What makes Obsession work so extraordinarily well is that Barker and his team never lose sight of the violation at the center of the premise. The film walks a very dangerous tonal tightrope, constantly balancing bleak comedy with deeply upsetting horror, but it never allows Bear’s actions to feel harmless or completely misguided (whom is really obsessed with whom here?).
This isn’t another shallow “look how messed up this is” provocation machine as far as scary movies go. The discomfort here genuinely gnaws at you. Bear has effectively destroyed Nikki’s autonomy because he believed his loneliness entitled him to her romantic affection (despite her already strong feelings towards him as a close friend), and the movie understands how horrifying that idea truly is when taken to natural progressions.

Navarrette (Superman & Lois) delivers something far more than just one of the year’s best horror performances. This is a generational one. Early on, Nikki is vibrant, charming, warm, and emotionally grounded, which makes the instant and escalating transformation all the more disturbing. Once the wish fully takes hold, Navarrette begins playing Nikki almost like a hollow shell wearing the skin of the real person Bear once loved. Her eyes lose their humanity. Her movements occasionally become subtly uncanny and inhuman in ways that evoke almost stop-motion-like jerks of motion.
Cinematographer Taylor Clemons repeatedly shoots her buried in darkness and shadow, her face partially obscured in variously unsettling ways. Every now and then, she briefly breaks free of the spell in horrifying flashes of clarity and agency that land like jump scares.
The film’s horror rhythms are genuinely exceptional. Barker has an instinctive understanding of pacing, escalation, and release that even many veteran horror filmmakers still struggle to master. Scares constantly ebb and flow in unpredictable ways, pulling you into moments of uneasy comedy before violently swerving into full-blown terror.
The sound design led by Ben Zarai is incredible throughout, especially in how it weaponizes silence and unnatural vocal distortions during Nikki’s increasingly unstable episodes.

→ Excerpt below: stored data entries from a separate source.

//! Cell and header level cleaning.
//!
//! This module provides functionality for:
//! - Canonicalizing column names
//! - Replacing sentinel tokens with nulls
//! - Removing duplicate rows
//! - Parsing dates, money and percentages

pub(crate) mod converters;
pub mod dates;
pub(crate) mod headers;
pub(crate) mod sanitizers;

pub use dates::{DATE_OUTPUT_FORMAT, looks_like_date, normalize_date_text, parse_day_first, render_date};
pub use headers::{normalize_column_name, normalize_column_names};

/// Parse a money-formatted value (`$1,200`, `1,000.50 USD`) as a number.
pub fn parse_money(value: &str) -> Option<f64> {
    crate::utils::parse_number(&converters::clean_money_string(value))
}

/// Parse a percentage value (`10%`, ` 5 `) as a number.
pub fn parse_percent(value: &str) -> Option<f64> {
    crate::utils::parse_number(&converters::clean_percent_string(value))
}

One moment involving Nikki screaming at Bear not to leave the bed may honestly stick with me longer than any of the film’s bloodier sequences.

Barker escalates the premise to its ugliest logical extremes with shocking confidence, delivering sequences of horrific violence and emotional devastation that feel both outrageous and tragically inevitable. What’s especially bleak is that Bear fully understands the horror he’s created. He knows the “love” Nikki feels isn’t real. Worse still, the possessed version of Nikki barely resembles the actual woman he liked in the first place. The fantasy he spent his life yearning for mutates into something grotesque and suffocating, but by the time he realizes it, there’s no undoing the damage.

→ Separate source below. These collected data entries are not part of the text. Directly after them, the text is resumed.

//! Table input and output.
//!
//! Input files are read with schema inference turned off, so every cell
//! reaches the pipeline as raw text. Output is plain CSV with a header row.

mod driver;

pub use driver::{BatchDriver, BatchSummary, FileOutcome, process_directory};

use crate::error::{CleaningError, Result};
use polars::prelude::*;
use std::collections::HashSet;
use std::fs::{self, File};
use std::path::{Path, PathBuf};
use tracing::{debug, warn};

/// List the files in `dir` with the given extension.
///
/// Not recursive. The extension match ignores case and a leading dot.
/// Returns files sorted by file name.
pub fn discover_input_files(dir: &Path, extension: &str) -> Result<Vec<PathBuf>> {
    if !dir.is_dir() {
        return Err(CleaningError::DirectoryNotFound {
            path: dir.to_path_buf(),
        });
    }

    let wanted = extension.trim_start_matches('.');
    let entries = fs::read_dir(dir).map_err(|_| CleaningError::DirectoryNotFound {
        path: dir.to_path_buf(),
    })?;

    let mut files = Vec::new();
    for entry in entries {
        let path = match entry {
            Ok(entry) => entry.path(),
            Err(e) => {
                warn!("Skipping unreadable entry in {}: {}", dir.display(), e);
                continue;
            }
        };
        if !path.is_file() {
            continue;
        }

        let matches = path
            .extension()
            .and_then(|ext| ext.to_str())
            .map(|ext| ext.eq_ignore_ascii_case(wanted))
            .unwrap_or(false);

        if matches {
            files.push(path);
        }
    }

    files.sort_by(|a, b| a.file_name().cmp(&b.file_name()));
    debug!("Discovered {} input files in {}", files.len(), dir.display());

    Ok(files)
}

/// Read a CSV file with a header row, keeping every cell as text.
///
/// The header row is taken verbatim. Polars would rename a repeated header
/// on its own, so it is read as a data row instead and applied afterwards.
pub fn read_raw_table(path: &Path) -> Result<DataFrame> {
    let read_failed = |e: PolarsError| CleaningError::ReadFailed {
        path: path.to_path_buf(),
        reason: e.to_string(),
    };

    let raw = CsvReadOptions::default()
        .with_has_header(false)
        .with_infer_schema_length(Some(0))
        .with_parse_options(CsvParseOptions::default().with_quote_char(Some(b'"')))
        .try_into_reader_with_file_path(Some(path.to_path_buf()))
        .map_err(read_failed)?
        .finish()
        .map_err(read_failed)?;

    if raw.height() == 0 {
        return Ok(raw);
    }

    let mut headers = Vec::with_capacity(raw.width());
    for column in raw.get_columns() {
        let name = column.str().map_err(read_failed)?.get(0).unwrap_or_default();
        headers.push(name.to_string());
    }

    let mut df = raw.slice(1, raw.height() - 1);
    df.set_column_names(distinct_headers(headers).iter().map(|s| s.as_str()))
        .map_err(read_failed)?;

    Ok(df)
}

/// Make exact header repeats distinct by padding them with trailing spaces.
///
/// A frame cannot hold two columns with one name. Header normalization trims
/// the padding, so the repeat still reaches the collision policy.
fn distinct_headers(headers: Vec<String>) -> Vec<String> {
    let mut seen: HashSet<String> = HashSet::with_capacity(headers.len());
    let mut result = Vec::with_capacity(headers.len());

    for header in headers {
        let mut candidate = header;
        while seen.contains(&candidate) {
            candidate.push(' ');
        }
        seen.insert(candidate.clone());
        result.push(candidate);
    }

    result
}

/// Write a table as CSV, creating the parent directory if needed.
pub fn write_table(df: &mut DataFrame, path: &Path) -> Result<()> {
    let write_failed = |reason: String| CleaningError::WriteFailed {
        path: path.to_path_buf(),
        reason,
    };

    if let Some(parent) = path.parent()
        && !parent.as_os_str().is_empty()
    {
        fs::create_dir_all(parent).map_err(|e| write_failed(e.to_string()))?;
    }

    let mut file = File::create(path).map_err(|e| write_failed(e.to_string()))?;
    CsvWriter::new(&mut file)
        .include_header(true)
        .with_separator(b',')
        .with_quote_char(b'"')
        .finish(df)
        .map_err(|e| write_failed(e.to_string()))?;

    debug!("Wrote {} rows to {}", df.height(), path.display());
    Ok(())
}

Underneath all the blood, dread, and dark humor, Obsession ultimately becomes a brutal examination of entitlement, loneliness, and toxic dependency pushed to crazed extremes.
Combined with a dreamy synth-heavy score by Rock Burwell, unnervingly stylish imagery, and deeply committed performances across the board, the result is one of the decade’s strongest horror films and an enormously confident statement from a filmmaker who already seems poised to become one of the genre’s defining new voices. If this is Barker operating before he’s even fully arrived, scary movie fans should be paying very close attention.
‘Obsession’ is now playing in theaters.